> _EXERCISE REQUIREMENTS_: Every record is to be printed exactly as it appears.

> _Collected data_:
════════════════

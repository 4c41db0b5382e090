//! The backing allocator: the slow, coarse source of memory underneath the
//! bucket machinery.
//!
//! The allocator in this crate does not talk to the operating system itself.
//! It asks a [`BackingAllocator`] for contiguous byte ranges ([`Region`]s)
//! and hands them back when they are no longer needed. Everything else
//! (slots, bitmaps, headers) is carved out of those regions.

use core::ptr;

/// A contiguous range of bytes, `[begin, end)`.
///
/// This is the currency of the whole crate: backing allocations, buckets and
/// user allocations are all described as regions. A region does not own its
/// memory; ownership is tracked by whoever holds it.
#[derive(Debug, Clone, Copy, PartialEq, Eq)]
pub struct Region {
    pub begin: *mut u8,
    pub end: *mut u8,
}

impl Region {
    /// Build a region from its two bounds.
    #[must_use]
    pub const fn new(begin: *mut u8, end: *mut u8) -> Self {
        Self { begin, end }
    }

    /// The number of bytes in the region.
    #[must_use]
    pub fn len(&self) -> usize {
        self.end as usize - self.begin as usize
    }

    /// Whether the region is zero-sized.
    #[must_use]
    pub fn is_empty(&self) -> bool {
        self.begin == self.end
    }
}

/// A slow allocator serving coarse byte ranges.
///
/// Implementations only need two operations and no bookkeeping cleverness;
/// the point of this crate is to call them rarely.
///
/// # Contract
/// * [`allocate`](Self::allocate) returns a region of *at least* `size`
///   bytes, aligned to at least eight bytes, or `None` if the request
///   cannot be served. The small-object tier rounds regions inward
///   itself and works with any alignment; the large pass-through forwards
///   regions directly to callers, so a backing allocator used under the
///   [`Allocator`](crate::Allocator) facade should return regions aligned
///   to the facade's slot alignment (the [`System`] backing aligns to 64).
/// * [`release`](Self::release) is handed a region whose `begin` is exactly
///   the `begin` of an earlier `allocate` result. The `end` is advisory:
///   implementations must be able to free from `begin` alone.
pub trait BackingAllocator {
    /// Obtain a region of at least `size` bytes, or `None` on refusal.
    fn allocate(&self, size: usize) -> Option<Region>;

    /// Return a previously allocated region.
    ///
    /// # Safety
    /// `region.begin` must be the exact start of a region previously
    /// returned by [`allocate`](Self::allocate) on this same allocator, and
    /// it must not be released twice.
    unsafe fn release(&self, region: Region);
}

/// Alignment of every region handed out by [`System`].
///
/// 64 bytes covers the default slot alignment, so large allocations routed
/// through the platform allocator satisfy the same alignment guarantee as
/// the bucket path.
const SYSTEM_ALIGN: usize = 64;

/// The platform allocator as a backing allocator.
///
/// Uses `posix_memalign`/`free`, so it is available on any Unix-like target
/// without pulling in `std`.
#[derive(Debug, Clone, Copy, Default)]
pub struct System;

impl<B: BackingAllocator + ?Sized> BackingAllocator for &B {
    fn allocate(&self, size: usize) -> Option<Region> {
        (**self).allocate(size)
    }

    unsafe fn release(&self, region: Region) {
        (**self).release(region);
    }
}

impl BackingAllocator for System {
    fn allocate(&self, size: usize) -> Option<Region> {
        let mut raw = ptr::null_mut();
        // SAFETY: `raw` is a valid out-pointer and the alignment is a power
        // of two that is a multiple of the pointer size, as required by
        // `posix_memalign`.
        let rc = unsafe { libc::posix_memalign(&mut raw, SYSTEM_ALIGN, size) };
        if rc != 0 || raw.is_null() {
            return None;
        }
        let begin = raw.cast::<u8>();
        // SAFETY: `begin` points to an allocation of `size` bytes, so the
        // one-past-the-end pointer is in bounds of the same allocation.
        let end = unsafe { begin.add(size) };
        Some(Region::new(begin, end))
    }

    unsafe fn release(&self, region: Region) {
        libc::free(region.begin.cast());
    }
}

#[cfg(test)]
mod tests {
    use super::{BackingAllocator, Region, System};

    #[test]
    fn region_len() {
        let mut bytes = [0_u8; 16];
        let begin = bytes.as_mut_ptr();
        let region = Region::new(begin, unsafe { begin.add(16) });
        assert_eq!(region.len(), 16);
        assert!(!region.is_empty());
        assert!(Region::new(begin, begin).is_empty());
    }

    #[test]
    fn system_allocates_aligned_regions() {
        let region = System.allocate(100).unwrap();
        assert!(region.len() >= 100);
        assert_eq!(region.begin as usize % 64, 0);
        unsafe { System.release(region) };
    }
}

════════════════

> _EXERCISE OUTPUT_:
repository 4c41db0b5382e090
//! The backing allocator: the slow, coarse source of memory underneath the
//! bucket machinery.
//!
//! The allocator in this crate does not talk to the operating system itself.
//! It asks a [`BackingAllocator`] for contiguous byte ranges ([`Region`]s)
//! and hands them back when they are no longer needed. Everything else
//! (slots, bitmaps, headers) is carved out of those regions.

use core::ptr;

/// A contiguous range of bytes, `[begin, end)`.
///
/// This is the currency of the whole crate: backing allocations, buckets and
/// user allocations are all described as regions. A region does not own its
/// memory; ownership is tracked by whoever holds it.
#[derive(Debug, Clone, Copy, PartialEq, Eq)]
pub struct Region {
    pub begin: *mut u8,
    pub end: *mut u8,
}

impl Region {
    /// Build a region from its two bounds.
    #[must_use]
    pub const fn new(begin: *mut u8, end: *mut u8) -> Self {
        Self { begin, end }
    }

    /// The number of bytes in the region.
    #[must_use]
    pub fn len(&self) -> usize {
        self.end as usize - self.begin as usize
    }

    /// Whether the region is zero-sized.
    #[must_use]
    pub fn is_empty(&self) -> bool {
        self.begin == self.end
    }
}

/// A slow allocator serving coarse byte ranges.
///
/// Implementations only need two operations and no bookkeeping cleverness;
/// the point of this crate is to call them rarely.
///
/// # Contract
/// * [`allocate`](Self::allocate) returns a region of *at least* `size`
///   bytes, aligned to at least eight bytes, or `None` if the request
///   cannot be served. The small-object tier rounds regions inward
///   itself and works with any alignment; the large pass-through forwards
///   regions directly to callers, so a backing allocator used under the
///   [`Allocator`](crate::Allocator) facade should return regions aligned
///   to the facade's slot alignment (the [`System`] backing aligns to 64).
/// * [`release`](Self::release) is handed a region whose `begin` is exactly
///   the `begin` of an earlier `allocate` result. The `end` is advisory:
///   implementations must be able to free from `begin` alone.
pub trait BackingAllocator {
    /// Obtain a region of at least `size` bytes, or `None` on refusal.
    fn allocate(&self, size: usize) -> Option<Region>;

    /// Return a previously allocated region.
    ///
    /// # Safety
    /// `region.begin` must be the exact start of a region previously
    /// returned by [`allocate`](Self::allocate) on this same allocator, and
    /// it must not be released twice.
    unsafe fn release(&self, region: Region);
}

/// Alignment of every region handed out by [`System`].
///
/// 64 bytes covers the default slot alignment, so large allocations routed
/// through the platform allocator satisfy the same alignment guarantee as
/// the bucket path.
const SYSTEM_ALIGN: usize = 64;

/// The platform allocator as a backing allocator.
///
/// Uses `posix_memalign`/`free`, so it is available on any Unix-like target
/// without pulling in `std`.
#[derive(Debug, Clone, Copy, Default)]
pub struct System;

impl<B: BackingAllocator + ?Sized> BackingAllocator for &B {
    fn allocate(&self, size: usize) -> Option<Region> {
        (**self).allocate(size)
    }

    unsafe fn release(&self, region: Region) {
        (**self).release(region);
    }
}

impl BackingAllocator for System {
    fn allocate(&self, size: usize) -> Option<Region> {
        let mut raw = ptr::null_mut();
        // SAFETY: `raw` is a valid out-pointer and the alignment is a power
        // of two that is a multiple of the pointer size, as required by
        // `posix_memalign`.
        let rc = unsafe { libc::posix_memalign(&mut raw, SYSTEM_ALIGN, size) };
        if rc != 0 || raw.is_null() {
            return None;
        }
        let begin = raw.cast::<u8>();
        // SAFETY: `begin` points to an allocation of `size` bytes, so the
        // one-past-the-end pointer is in bounds of the same allocation.
        let end = unsafe { begin.add(size) };
        Some(Region::new(begin, end))
    }

    unsafe fn release(&self, region: Region) {
        libc::free(region.begin.cast());
    }
}

#[cfg(test)]
mod tests {
    use super::{BackingAllocator, Region, System};

    #[test]
    fn region_len() {
        let mut bytes = [0_u8; 16];
        let begin = bytes.as_mut_ptr();
        let region = Region::new(begin, unsafe { begin.add(16) });
        assert_eq!(region.len(), 16);
        assert!(!region.is_empty());
        assert!(Region::new(begin, begin).is_empty());
    }

    #[test]
    fn system_allocates_aligned_regions() {
        let region = System.allocate(100).unwrap();
        assert!(region.len() >= 100);
        assert_eq!(region.begin as usize % 64, 0);
        unsafe { System.release(region) };
    }
}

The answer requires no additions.